At the end of the legislative session, some gains are clear and others are less so.

Central booking money - $1.4 million - stayed in the budget.

A bond bill requesting $300,000 for the school for the arts was cut to $150,000, but survived.

A bond bill not on the city's list - money for the Washington County Museum of Fine Arts - also reached the state budget, also at $150,000.

Central booking and the school for the arts were "very high up on the list," Councilman Lewis C. Metzner said.

Metzner also praised a state bill unforeseen in December: Letting municipalities add 1 percentage point to the local hotel tax. He called the bill, which came out of Montgomery County, a good fit with the city's search for revenue other than property taxes.

The closest thing to a failure has been a bill to turn Washington County's annual voluntary tax rebates to municipalities into a requirement. It also called for municipalities to get back all county recordation and transfer tax revenue generated in those municipalities.

Without support from the county's delegation, the bill got stuck in committee. However, Donoghue, Bruchey and Metzner said the bill's purpose was to stir up debate.

"The city is entitled to seek out some of these items ... (go) after some of the revenue in the city," said Councilman Martin E. Brubaker, who was glad the bill was introduced.

Del. Christopher B. Shank, R-Washington, said he's optimistic the prisoner release procedure will change soon. He said the answer might be creating a Division of Correction transportation unit to take convicts to prisons close to their hometowns before releasing them.

"They need to go back to where they came from," Bruchey said.

Bruchey, a former correctional officer, said the DOC already has a facility in Baltimore with its own transportation unit.

The city sought state "support" for the library expansion project. The aim, though, was "trying to set the stage" for the project in the future, rather than get money this year, Brubaker said.

Local officials are after state money because a regional library system is housed at the county's downtown branch.

Central booking, prisoner release changes and the library also are priorities this year for a Washington County public and private coalition with its own lobbyist. The city is part of the coalition.

The other two issues on Hagerstown's wish list - the Community Free Clinic and Holly Place - got little attention during the 2007 legislative session.

Both situations are uncertain, said Sen. Donald F. Munson, R-Washington.

Donoghue noted that a new state Department of Health & Mental Hygiene administration is settling in. Also, with a looming state deficit, money was tight, he said.

Shank, the delegation chairman heading into this year's session, said he wasn't told about Hagerstown's full legislative list.
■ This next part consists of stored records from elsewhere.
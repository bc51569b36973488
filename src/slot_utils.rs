use std::ops::Range;

use serde_derive::Serialize;

use crate::utils::{EntityName, IntentName, SlotName};

/// A slot extracted from an input, where `match_range` is a char range and
/// `value` is exactly the input text covered by that range
#[derive(Debug, Clone, PartialEq, Serialize)]
pub struct ParsedSlot {
    pub value: String,
    pub match_range: Range<usize>,
    pub entity: EntityName,
    pub slot_name: SlotName,
}

#[derive(Debug, Clone, PartialEq, Serialize)]
pub struct ParseResult {
    pub input: String,
    pub intent: IntentName,
    pub slots: Vec<ParsedSlot>,
}
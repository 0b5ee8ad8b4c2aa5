use async_trait::async_trait;
use fractic_server_error::ServerError;
use tracing::instrument;

use crate::{
    data::repositories::rows_repository_impl::RowsRepositoryImpl,
    domain::{
        logic::category_aggregator::CategoryAggregator,
        repositories::rows_repository::RowsRepository,
    },
    entities::{
        AggregationConfig, AnnualReport, ExpenseRow, PnlRow, SettlementBreakdown, SettlementKey,
    },
};

#[async_trait]
pub trait BreakdownUsecase: Send + Sync {
    fn settlement_from_rows(
        &self,
        expense_rows: &[ExpenseRow],
        settlement: &SettlementKey,
    ) -> SettlementBreakdown;

    async fn settlement_from_string(
        &self,
        expenses_json: &str,
        settlement: &SettlementKey,
    ) -> Result<SettlementBreakdown, ServerError>;

    fn annual_report_from_rows(&self, pnl_rows: &[PnlRow], expense_rows: &[ExpenseRow])
        -> AnnualReport;

    async fn annual_report_from_string(
        &self,
        pnl_json: &str,
        expenses_json: &str,
    ) -> Result<AnnualReport, ServerError>;

    async fn annual_report_from_file<P1, P2>(
        &self,
        pnl: P1,
        expenses: P2,
    ) -> Result<AnnualReport, ServerError>
    where
        P1: AsRef<std::path::Path> + Send,
        P2: AsRef<std::path::Path> + Send;
}

/// Aggregation configs driving each breakdown.
#[derive(Debug, Clone, Copy)]
pub(crate) struct BreakdownConfigs<'c> {
    /// Contract-note charges, keyed by scrip-data code.
    pub(crate) settlement_expenses: &'c AggregationConfig,
    /// Yearly charges, keyed by company code.
    pub(crate) annual_expenses: &'c AggregationConfig,
    /// P&L rows, keyed by transaction type.
    pub(crate) transaction_types: &'c AggregationConfig,
}

pub(crate) struct BreakdownUsecaseImpl<
    R1 = RowsRepositoryImpl, // Default.
> where
    R1: RowsRepository,
{
    rows_repository: R1,
    configs: BreakdownConfigs<'static>,
}

#[async_trait]
impl<R1> BreakdownUsecase for BreakdownUsecaseImpl<R1>
where
    R1: RowsRepository,
{
    /// Only the non-profit (charge) lines booked against the given bill take
    /// part in its breakdown.
    #[instrument(skip_all, fields(settlement = %settlement))]
    fn settlement_from_rows(
        &self,
        expense_rows: &[ExpenseRow],
        settlement: &SettlementKey,
    ) -> SettlementBreakdown {
        let bill_rows: Vec<ExpenseRow> = expense_rows
            .iter()
            .filter(|r| r.not_profit && r.in_settlement(settlement))
            .cloned()
            .collect();
        let lines = CategoryAggregator::new(self.configs.settlement_expenses).aggregate_lines(
            &bill_rows,
            |r| r.scrip_data_code.as_str(),
            |r| r.net_amount,
        );
        SettlementBreakdown::new(settlement.clone(), lines)
    }

    async fn settlement_from_string(
        &self,
        expenses_json: &str,
        settlement: &SettlementKey,
    ) -> Result<SettlementBreakdown, ServerError> {
        let rows = self.rows_repository.expense_rows_from_string(expenses_json)?;
        Ok(self.settlement_from_rows(&rows, settlement))
    }

    #[instrument(skip_all, fields(pnl_rows = pnl_rows.len(), expense_rows = expense_rows.len()))]
    fn annual_report_from_rows(
        &self,
        pnl_rows: &[PnlRow],
        expense_rows: &[ExpenseRow],
    ) -> AnnualReport {
        let type_groups = CategoryAggregator::new(self.configs.transaction_types).aggregate(
            pnl_rows,
            |r| r.transaction_type.as_str(),
            PnlRow::grouping_value,
        );
        let expense_lines = CategoryAggregator::new(self.configs.annual_expenses).aggregate_lines(
            expense_rows,
            |r| r.company_code.as_str(),
            |r| r.net_amount,
        );
        AnnualReport::new(type_groups, expense_lines)
    }

    async fn annual_report_from_string(
        &self,
        pnl_json: &str,
        expenses_json: &str,
    ) -> Result<AnnualReport, ServerError> {
        let pnl_rows = self.rows_repository.pnl_rows_from_string(pnl_json)?;
        let expense_rows = self.rows_repository.expense_rows_from_string(expenses_json)?;
        Ok(self.annual_report_from_rows(&pnl_rows, &expense_rows))
    }

    async fn annual_report_from_file<P1, P2>(
        &self,
        pnl: P1,
        expenses: P2,
    ) -> Result<AnnualReport, ServerError>
    where
        P1: AsRef<std::path::Path> + Send,
        P2: AsRef<std::path::Path> + Send,
    {
        let (pnl_rows, expense_rows) = futures::try_join!(
            self.rows_repository.pnl_rows_from_file(pnl),
            self.rows_repository.expense_rows_from_file(expenses),
        )?;
        Ok(self.annual_report_from_rows(&pnl_rows, &expense_rows))
    }
}

impl BreakdownUsecaseImpl {
    pub(crate) fn new(configs: BreakdownConfigs<'static>) -> Self {
        BreakdownUsecaseImpl {
            rows_repository: RowsRepositoryImpl::new(),
            configs,
        }
    }
}
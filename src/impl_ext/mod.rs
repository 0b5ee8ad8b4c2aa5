// Crate-internal.
// ---

pub(crate) mod standard_breakdowns {
    pub(crate) mod annual_report;
    pub(crate) mod settlement_expenses;
}

// Public exports.
// ---

pub mod exports {
    // This mod represents how clients see the library, and can differ from the
    // internal structure.
    //
    // The contents of this mod are re-exported in the root of the crate.

    pub mod standard_breakdowns {
        pub use crate::impl_ext::standard_breakdowns::annual_report::*;
        pub use crate::impl_ext::standard_breakdowns::settlement_expenses::*;
    }
}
As the 2007 session neared, the mayor and city council met only with Donoghue instead of the entire delegation, which had been the tradition. Munson was invited, but couldn't attend.

Bruchey took the blame. He said a meeting with the full delegation was canceled because he had to take his wife to a doctor in Bethesda, Md.

Meeting with Donoghue and Munson, the city's direct representatives, was the next best thing, Bruchey said.

"It wasn't meant to sleight anybody," he said.